About this task ▸
For the records below, tally the lines that include the word "Mutex" and give only the tally.
━━━━━━━━━━━━━━━━
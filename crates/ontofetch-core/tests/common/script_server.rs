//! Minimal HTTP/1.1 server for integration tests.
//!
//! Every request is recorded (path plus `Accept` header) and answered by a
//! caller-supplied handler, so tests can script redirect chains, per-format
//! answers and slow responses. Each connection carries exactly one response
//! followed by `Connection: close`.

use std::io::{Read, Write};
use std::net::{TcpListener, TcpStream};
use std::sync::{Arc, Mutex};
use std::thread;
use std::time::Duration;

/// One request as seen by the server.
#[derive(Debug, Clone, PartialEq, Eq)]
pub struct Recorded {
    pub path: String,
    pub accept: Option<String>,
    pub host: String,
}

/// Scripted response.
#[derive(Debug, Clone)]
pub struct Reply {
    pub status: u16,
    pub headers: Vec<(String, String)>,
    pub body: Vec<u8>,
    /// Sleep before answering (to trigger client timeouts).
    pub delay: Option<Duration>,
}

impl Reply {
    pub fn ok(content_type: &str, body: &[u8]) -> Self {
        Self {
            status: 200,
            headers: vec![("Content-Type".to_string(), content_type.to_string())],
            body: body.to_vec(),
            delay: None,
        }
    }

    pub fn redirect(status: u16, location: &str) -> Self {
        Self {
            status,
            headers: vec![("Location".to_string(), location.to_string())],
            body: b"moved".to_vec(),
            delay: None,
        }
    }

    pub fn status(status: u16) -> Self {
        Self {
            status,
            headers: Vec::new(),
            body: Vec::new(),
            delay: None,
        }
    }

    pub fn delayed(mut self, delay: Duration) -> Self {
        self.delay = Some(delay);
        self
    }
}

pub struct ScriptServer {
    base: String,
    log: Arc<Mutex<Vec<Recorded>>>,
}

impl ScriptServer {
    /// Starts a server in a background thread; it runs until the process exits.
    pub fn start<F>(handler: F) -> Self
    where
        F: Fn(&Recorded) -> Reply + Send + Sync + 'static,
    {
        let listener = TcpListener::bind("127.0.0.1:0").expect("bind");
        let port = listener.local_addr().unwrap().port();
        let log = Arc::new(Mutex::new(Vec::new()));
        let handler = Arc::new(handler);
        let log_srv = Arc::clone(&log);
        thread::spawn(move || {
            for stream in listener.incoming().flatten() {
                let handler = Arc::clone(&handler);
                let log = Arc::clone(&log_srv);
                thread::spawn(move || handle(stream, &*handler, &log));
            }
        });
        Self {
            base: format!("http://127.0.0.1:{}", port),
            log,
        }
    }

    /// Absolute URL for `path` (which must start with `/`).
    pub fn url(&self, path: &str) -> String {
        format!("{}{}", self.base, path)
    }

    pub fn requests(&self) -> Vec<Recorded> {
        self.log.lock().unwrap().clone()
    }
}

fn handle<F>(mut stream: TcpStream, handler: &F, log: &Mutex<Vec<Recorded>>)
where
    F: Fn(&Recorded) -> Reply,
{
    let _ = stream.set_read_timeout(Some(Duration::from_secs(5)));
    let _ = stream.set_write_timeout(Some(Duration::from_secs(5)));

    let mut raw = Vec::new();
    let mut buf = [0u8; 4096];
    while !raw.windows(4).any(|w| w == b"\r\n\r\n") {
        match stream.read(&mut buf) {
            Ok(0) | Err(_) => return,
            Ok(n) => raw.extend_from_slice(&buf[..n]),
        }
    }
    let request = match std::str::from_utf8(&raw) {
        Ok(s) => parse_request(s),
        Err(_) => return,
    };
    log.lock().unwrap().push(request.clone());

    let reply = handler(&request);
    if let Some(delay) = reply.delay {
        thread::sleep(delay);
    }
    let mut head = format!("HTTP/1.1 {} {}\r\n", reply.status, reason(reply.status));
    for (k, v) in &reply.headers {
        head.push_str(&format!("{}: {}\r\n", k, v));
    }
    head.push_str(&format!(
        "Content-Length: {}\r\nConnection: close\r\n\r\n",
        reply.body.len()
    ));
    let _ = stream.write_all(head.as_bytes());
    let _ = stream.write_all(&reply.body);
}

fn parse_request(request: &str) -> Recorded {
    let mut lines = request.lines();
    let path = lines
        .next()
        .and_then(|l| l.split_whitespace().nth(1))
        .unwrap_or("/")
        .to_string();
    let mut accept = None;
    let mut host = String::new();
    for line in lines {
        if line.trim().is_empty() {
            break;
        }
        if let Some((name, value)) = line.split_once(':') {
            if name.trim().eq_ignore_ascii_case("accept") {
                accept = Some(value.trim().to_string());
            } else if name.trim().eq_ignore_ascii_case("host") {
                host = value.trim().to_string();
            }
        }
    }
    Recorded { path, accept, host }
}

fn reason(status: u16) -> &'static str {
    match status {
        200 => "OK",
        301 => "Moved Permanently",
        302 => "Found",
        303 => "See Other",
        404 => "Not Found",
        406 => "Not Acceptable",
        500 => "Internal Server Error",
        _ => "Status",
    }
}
━━━━━━━━━━━━━━━━
Response area ▸
4